## TASK REQUIREMENTS
Across all entries below, how many lines include "Option"? Answer with the number alone.

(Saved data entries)
- - - -

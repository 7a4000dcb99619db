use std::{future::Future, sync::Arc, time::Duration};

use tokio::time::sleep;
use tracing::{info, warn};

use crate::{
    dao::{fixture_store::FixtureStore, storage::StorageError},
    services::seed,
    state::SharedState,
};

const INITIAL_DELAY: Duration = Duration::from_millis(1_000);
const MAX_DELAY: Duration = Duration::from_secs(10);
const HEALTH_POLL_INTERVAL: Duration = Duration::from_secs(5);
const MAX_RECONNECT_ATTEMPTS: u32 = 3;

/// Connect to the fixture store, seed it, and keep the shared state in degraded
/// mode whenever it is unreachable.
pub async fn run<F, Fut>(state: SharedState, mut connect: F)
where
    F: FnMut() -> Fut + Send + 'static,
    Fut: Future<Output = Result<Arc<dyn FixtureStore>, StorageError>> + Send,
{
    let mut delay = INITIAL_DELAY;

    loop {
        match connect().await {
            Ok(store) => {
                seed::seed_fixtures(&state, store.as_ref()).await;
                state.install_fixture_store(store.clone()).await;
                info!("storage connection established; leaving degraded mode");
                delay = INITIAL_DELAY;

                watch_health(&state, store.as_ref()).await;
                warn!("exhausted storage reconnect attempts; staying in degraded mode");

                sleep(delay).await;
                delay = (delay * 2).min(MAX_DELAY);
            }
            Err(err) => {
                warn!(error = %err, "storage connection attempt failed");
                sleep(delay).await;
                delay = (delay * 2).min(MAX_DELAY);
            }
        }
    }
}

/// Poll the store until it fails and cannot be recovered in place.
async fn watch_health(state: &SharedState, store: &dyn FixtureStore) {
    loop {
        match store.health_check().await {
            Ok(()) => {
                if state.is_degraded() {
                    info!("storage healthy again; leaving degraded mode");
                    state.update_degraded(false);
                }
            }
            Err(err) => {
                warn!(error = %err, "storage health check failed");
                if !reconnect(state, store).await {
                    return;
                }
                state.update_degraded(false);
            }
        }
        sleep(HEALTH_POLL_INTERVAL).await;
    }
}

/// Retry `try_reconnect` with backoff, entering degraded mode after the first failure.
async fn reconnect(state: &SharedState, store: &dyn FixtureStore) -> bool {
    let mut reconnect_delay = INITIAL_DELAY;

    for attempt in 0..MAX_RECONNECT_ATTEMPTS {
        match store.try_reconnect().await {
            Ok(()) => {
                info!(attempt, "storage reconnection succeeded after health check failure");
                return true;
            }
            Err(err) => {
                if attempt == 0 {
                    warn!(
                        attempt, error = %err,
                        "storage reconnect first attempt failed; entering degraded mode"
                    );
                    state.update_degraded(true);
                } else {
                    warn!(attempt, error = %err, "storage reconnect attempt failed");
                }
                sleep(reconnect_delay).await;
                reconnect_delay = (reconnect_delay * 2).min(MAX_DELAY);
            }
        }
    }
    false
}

- - - -

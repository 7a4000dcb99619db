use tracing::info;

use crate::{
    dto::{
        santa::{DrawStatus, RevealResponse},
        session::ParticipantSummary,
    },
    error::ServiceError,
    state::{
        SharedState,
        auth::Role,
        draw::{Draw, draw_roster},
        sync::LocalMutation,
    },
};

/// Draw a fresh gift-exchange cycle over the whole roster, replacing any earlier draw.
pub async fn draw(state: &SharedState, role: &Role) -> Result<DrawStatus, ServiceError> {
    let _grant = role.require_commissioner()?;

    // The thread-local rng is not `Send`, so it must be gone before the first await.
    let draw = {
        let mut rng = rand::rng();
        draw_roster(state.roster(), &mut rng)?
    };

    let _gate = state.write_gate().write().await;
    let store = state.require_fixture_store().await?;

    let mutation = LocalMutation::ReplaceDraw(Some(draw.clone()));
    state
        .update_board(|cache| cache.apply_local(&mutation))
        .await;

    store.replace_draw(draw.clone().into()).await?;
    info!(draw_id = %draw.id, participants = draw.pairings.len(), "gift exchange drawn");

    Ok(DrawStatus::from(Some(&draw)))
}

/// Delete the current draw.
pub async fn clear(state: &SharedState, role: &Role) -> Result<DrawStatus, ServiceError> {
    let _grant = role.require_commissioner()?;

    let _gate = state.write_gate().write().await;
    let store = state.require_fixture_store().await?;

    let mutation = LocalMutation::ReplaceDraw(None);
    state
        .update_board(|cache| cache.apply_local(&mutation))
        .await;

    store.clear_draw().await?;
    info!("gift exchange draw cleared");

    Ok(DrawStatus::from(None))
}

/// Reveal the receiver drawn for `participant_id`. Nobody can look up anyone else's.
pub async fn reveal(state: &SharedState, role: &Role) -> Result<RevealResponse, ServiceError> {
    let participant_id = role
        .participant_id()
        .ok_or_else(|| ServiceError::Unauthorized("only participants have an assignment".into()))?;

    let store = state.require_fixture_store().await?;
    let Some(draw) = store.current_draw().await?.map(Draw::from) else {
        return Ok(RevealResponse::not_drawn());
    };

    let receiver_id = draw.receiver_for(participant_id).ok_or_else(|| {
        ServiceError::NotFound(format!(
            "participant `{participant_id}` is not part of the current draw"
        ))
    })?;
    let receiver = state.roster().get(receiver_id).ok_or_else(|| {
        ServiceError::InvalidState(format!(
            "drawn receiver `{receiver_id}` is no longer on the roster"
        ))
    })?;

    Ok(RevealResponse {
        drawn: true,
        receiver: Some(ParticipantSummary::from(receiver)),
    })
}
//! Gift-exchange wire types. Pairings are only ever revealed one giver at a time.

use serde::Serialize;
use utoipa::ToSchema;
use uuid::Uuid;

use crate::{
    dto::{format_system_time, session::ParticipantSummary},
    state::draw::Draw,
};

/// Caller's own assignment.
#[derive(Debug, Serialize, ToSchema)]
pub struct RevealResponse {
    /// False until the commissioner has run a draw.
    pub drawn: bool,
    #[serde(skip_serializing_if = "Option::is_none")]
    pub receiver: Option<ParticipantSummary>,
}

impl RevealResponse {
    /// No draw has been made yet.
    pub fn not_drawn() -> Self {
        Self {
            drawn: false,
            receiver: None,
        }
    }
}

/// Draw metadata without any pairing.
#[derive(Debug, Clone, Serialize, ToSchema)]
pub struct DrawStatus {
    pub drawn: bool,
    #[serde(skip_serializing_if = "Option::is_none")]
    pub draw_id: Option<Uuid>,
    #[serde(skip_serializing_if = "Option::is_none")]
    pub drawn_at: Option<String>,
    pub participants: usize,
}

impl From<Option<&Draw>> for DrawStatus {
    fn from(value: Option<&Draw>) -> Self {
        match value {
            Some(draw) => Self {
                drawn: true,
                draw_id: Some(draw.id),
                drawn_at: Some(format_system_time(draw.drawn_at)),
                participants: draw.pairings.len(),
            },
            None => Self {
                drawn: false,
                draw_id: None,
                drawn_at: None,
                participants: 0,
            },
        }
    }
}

- - - -

## TASK RESULT
8